## [Problem details]
Give back all the records exactly, keeping every line whole.

Collected data entries
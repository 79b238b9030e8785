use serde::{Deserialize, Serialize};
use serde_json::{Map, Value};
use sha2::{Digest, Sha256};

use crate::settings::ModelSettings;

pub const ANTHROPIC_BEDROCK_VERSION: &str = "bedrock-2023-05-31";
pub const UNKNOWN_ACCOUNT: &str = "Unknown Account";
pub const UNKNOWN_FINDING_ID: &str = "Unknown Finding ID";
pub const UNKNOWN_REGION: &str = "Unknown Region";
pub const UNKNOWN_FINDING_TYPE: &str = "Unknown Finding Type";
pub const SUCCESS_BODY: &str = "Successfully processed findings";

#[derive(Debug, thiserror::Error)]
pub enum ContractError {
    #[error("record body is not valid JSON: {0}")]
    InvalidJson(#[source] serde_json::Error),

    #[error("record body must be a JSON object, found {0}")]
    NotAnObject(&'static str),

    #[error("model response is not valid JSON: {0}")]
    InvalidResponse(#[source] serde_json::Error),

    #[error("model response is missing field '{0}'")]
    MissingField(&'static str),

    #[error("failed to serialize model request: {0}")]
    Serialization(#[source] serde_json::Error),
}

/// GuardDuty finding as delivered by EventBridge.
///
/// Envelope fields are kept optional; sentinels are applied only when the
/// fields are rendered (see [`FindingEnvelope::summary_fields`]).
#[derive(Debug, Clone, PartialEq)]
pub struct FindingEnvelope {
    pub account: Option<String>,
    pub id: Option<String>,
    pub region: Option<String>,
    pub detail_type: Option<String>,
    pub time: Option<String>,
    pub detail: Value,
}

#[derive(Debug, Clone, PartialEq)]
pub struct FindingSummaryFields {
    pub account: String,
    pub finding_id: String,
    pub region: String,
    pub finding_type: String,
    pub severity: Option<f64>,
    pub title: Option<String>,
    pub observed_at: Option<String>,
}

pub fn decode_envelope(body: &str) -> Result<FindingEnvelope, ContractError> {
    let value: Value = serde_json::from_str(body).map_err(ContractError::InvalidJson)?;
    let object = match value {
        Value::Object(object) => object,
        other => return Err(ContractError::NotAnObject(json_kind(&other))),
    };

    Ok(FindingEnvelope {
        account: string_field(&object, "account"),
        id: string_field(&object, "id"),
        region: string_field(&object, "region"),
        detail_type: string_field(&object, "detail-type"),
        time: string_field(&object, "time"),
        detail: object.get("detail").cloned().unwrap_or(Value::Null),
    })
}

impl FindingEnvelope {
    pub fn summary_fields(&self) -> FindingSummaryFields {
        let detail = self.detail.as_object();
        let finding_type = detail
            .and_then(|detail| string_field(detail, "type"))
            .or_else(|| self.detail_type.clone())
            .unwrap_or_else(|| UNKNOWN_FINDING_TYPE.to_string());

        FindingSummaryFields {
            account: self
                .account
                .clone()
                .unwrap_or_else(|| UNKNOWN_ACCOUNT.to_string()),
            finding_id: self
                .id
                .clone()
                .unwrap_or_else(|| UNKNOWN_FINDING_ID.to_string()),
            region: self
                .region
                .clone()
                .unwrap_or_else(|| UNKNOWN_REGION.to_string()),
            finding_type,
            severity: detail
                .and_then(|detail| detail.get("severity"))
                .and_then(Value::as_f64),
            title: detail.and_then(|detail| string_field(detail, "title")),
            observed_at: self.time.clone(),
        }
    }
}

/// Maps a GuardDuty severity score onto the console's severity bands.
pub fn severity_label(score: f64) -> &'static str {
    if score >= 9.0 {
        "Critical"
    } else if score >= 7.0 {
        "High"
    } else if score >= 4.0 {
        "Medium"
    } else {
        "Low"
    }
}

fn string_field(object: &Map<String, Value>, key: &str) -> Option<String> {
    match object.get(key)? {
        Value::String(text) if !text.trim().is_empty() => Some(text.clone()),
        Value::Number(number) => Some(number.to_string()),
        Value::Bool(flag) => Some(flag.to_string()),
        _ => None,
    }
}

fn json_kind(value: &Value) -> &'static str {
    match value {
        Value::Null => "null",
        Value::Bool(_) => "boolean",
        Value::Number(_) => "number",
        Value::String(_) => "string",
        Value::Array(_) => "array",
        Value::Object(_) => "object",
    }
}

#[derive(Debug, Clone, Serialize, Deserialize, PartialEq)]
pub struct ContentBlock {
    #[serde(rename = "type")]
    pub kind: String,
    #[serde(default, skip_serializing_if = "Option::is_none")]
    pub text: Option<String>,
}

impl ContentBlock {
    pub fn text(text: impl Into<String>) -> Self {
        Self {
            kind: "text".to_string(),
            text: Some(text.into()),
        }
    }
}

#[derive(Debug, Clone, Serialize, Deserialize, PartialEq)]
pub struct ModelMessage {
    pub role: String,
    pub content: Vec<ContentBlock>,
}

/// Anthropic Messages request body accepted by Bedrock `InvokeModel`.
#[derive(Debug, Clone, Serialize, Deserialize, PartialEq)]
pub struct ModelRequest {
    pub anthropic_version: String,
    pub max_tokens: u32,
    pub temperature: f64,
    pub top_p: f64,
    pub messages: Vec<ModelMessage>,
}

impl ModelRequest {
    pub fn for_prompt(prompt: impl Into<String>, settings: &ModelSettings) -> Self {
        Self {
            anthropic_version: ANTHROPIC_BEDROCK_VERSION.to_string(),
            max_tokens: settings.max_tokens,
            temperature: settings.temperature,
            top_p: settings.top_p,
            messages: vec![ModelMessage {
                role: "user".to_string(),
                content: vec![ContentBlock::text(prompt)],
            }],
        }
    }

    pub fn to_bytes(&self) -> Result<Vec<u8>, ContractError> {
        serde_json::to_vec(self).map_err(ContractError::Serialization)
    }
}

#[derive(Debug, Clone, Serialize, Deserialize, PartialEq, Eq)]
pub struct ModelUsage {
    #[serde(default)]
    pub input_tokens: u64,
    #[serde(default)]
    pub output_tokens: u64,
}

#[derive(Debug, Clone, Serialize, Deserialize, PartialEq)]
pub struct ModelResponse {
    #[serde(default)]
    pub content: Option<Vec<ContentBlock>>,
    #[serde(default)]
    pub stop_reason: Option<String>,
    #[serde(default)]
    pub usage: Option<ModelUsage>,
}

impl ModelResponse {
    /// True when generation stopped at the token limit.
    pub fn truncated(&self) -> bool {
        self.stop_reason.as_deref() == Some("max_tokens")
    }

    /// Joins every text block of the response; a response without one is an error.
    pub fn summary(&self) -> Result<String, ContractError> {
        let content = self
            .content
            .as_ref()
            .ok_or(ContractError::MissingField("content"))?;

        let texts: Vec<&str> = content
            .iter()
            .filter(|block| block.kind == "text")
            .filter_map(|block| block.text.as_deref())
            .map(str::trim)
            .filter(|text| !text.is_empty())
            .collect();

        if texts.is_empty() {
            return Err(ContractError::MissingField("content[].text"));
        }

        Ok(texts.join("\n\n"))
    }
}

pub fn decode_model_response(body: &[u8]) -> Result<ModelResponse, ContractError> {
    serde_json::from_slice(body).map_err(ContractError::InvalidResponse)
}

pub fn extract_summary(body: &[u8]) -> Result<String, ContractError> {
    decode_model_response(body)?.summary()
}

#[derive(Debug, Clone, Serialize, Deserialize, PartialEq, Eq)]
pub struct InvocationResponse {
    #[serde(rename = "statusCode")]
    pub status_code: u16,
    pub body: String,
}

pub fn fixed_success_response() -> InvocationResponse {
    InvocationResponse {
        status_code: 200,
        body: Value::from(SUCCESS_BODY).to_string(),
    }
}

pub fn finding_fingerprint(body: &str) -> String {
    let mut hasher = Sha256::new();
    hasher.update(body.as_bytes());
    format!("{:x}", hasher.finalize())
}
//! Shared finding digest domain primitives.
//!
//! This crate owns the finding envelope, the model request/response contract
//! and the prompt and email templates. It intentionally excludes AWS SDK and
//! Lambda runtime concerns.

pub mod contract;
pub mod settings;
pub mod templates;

## [Response]
repository 79b238b9030e8785
use serde::{Deserialize, Serialize};
use serde_json::{Map, Value};
use sha2::{Digest, Sha256};

use crate::settings::ModelSettings;

pub const ANTHROPIC_BEDROCK_VERSION: &str = "bedrock-2023-05-31";
pub const UNKNOWN_ACCOUNT: &str = "Unknown Account";
pub const UNKNOWN_FINDING_ID: &str = "Unknown Finding ID";
pub const UNKNOWN_REGION: &str = "Unknown Region";
pub const UNKNOWN_FINDING_TYPE: &str = "Unknown Finding Type";
pub const SUCCESS_BODY: &str = "Successfully processed findings";

#[derive(Debug, thiserror::Error)]
pub enum ContractError {
    #[error("record body is not valid JSON: {0}")]
    InvalidJson(#[source] serde_json::Error),

    #[error("record body must be a JSON object, found {0}")]
    NotAnObject(&'static str),

    #[error("model response is not valid JSON: {0}")]
    InvalidResponse(#[source] serde_json::Error),

    #[error("model response is missing field '{0}'")]
    MissingField(&'static str),

    #[error("failed to serialize model request: {0}")]
    Serialization(#[source] serde_json::Error),
}

/// GuardDuty finding as delivered by EventBridge.
///
/// Envelope fields are kept optional; sentinels are applied only when the
/// fields are rendered (see [`FindingEnvelope::summary_fields`]).
#[derive(Debug, Clone, PartialEq)]
pub struct FindingEnvelope {
    pub account: Option<String>,
    pub id: Option<String>,
    pub region: Option<String>,
    pub detail_type: Option<String>,
    pub time: Option<String>,
    pub detail: Value,
}

#[derive(Debug, Clone, PartialEq)]
pub struct FindingSummaryFields {
    pub account: String,
    pub finding_id: String,
    pub region: String,
    pub finding_type: String,
    pub severity: Option<f64>,
    pub title: Option<String>,
    pub observed_at: Option<String>,
}

pub fn decode_envelope(body: &str) -> Result<FindingEnvelope, ContractError> {
    let value: Value = serde_json::from_str(body).map_err(ContractError::InvalidJson)?;
    let object = match value {
        Value::Object(object) => object,
        other => return Err(ContractError::NotAnObject(json_kind(&other))),
    };

    Ok(FindingEnvelope {
        account: string_field(&object, "account"),
        id: string_field(&object, "id"),
        region: string_field(&object, "region"),
        detail_type: string_field(&object, "detail-type"),
        time: string_field(&object, "time"),
        detail: object.get("detail").cloned().unwrap_or(Value::Null),
    })
}

impl FindingEnvelope {
    pub fn summary_fields(&self) -> FindingSummaryFields {
        let detail = self.detail.as_object();
        let finding_type = detail
            .and_then(|detail| string_field(detail, "type"))
            .or_else(|| self.detail_type.clone())
            .unwrap_or_else(|| UNKNOWN_FINDING_TYPE.to_string());

        FindingSummaryFields {
            account: self
                .account
                .clone()
                .unwrap_or_else(|| UNKNOWN_ACCOUNT.to_string()),
            finding_id: self
                .id
                .clone()
                .unwrap_or_else(|| UNKNOWN_FINDING_ID.to_string()),
            region: self
                .region
                .clone()
                .unwrap_or_else(|| UNKNOWN_REGION.to_string()),
            finding_type,
            severity: detail
                .and_then(|detail| detail.get("severity"))
                .and_then(Value::as_f64),
            title: detail.and_then(|detail| string_field(detail, "title")),
            observed_at: self.time.clone(),
        }
    }
}

/// Maps a GuardDuty severity score onto the console's severity bands.
pub fn severity_label(score: f64) -> &'static str {
    if score >= 9.0 {
        "Critical"
    } else if score >= 7.0 {
        "High"
    } else if score >= 4.0 {
        "Medium"
    } else {
        "Low"
    }
}

fn string_field(object: &Map<String, Value>, key: &str) -> Option<String> {
    match object.get(key)? {
        Value::String(text) if !text.trim().is_empty() => Some(text.clone()),
        Value::Number(number) => Some(number.to_string()),
        Value::Bool(flag) => Some(flag.to_string()),
        _ => None,
    }
}

fn json_kind(value: &Value) -> &'static str {
    match value {
        Value::Null => "null",
        Value::Bool(_) => "boolean",
        Value::Number(_) => "number",
        Value::String(_) => "string",
        Value::Array(_) => "array",
        Value::Object(_) => "object",
    }
}

#[derive(Debug, Clone, Serialize, Deserialize, PartialEq)]
pub struct ContentBlock {
    #[serde(rename = "type")]
    pub kind: String,
    #[serde(default, skip_serializing_if = "Option::is_none")]
    pub text: Option<String>,
}

impl ContentBlock {
    pub fn text(text: impl Into<String>) -> Self {
        Self {
            kind: "text".to_string(),
            text: Some(text.into()),
        }
    }
}

#[derive(Debug, Clone, Serialize, Deserialize, PartialEq)]
pub struct ModelMessage {
    pub role: String,
    pub content: Vec<ContentBlock>,
}

/// Anthropic Messages request body accepted by Bedrock `InvokeModel`.
#[derive(Debug, Clone, Serialize, Deserialize, PartialEq)]
pub struct ModelRequest {
    pub anthropic_version: String,
    pub max_tokens: u32,
    pub temperature: f64,
    pub top_p: f64,
    pub messages: Vec<ModelMessage>,
}

impl ModelRequest {
    pub fn for_prompt(prompt: impl Into<String>, settings: &ModelSettings) -> Self {
        Self {
            anthropic_version: ANTHROPIC_BEDROCK_VERSION.to_string(),
            max_tokens: settings.max_tokens,
            temperature: settings.temperature,
            top_p: settings.top_p,
            messages: vec![ModelMessage {
                role: "user".to_string(),
                content: vec![ContentBlock::text(prompt)],
            }],
        }
    }

    pub fn to_bytes(&self) -> Result<Vec<u8>, ContractError> {
        serde_json::to_vec(self).map_err(ContractError::Serialization)
    }
}

#[derive(Debug, Clone, Serialize, Deserialize, PartialEq, Eq)]
pub struct ModelUsage {
    #[serde(default)]
    pub input_tokens: u64,
    #[serde(default)]
    pub output_tokens: u64,
}

#[derive(Debug, Clone, Serialize, Deserialize, PartialEq)]
pub struct ModelResponse {
    #[serde(default)]
    pub content: Option<Vec<ContentBlock>>,
    #[serde(default)]
    pub stop_reason: Option<String>,
    #[serde(default)]
    pub usage: Option<ModelUsage>,
}

impl ModelResponse {
    /// True when generation stopped at the token limit.
    pub fn truncated(&self) -> bool {
        self.stop_reason.as_deref() == Some("max_tokens")
    }

    /// Joins every text block of the response; a response without one is an error.
    pub fn summary(&self) -> Result<String, ContractError> {
        let content = self
            .content
            .as_ref()
            .ok_or(ContractError::MissingField("content"))?;

        let texts: Vec<&str> = content
            .iter()
            .filter(|block| block.kind == "text")
            .filter_map(|block| block.text.as_deref())
            .map(str::trim)
            .filter(|text| !text.is_empty())
            .collect();

        if texts.is_empty() {
            return Err(ContractError::MissingField("content[].text"));
        }

        Ok(texts.join("\n\n"))
    }
}

pub fn decode_model_response(body: &[u8]) -> Result<ModelResponse, ContractError> {
    serde_json::from_slice(body).map_err(ContractError::InvalidResponse)
}

pub fn extract_summary(body: &[u8]) -> Result<String, ContractError> {
    decode_model_response(body)?.summary()
}

#[derive(Debug, Clone, Serialize, Deserialize, PartialEq, Eq)]
pub struct InvocationResponse {
    #[serde(rename = "statusCode")]
    pub status_code: u16,
    pub body: String,
}

pub fn fixed_success_response() -> InvocationResponse {
    InvocationResponse {
        status_code: 200,
        body: Value::from(SUCCESS_BODY).to_string(),
    }
}

pub fn finding_fingerprint(body: &str) -> String {
    let mut hasher = Sha256::new();
    hasher.update(body.as_bytes());
    format!("{:x}", hasher.finalize())
}
//! Shared finding digest domain primitives.
//!
//! This crate owns the finding envelope, the model request/response contract
//! and the prompt and email templates. It intentionally excludes AWS SDK and
//! Lambda runtime concerns.

pub mod contract;
pub mod settings;
pub mod templates;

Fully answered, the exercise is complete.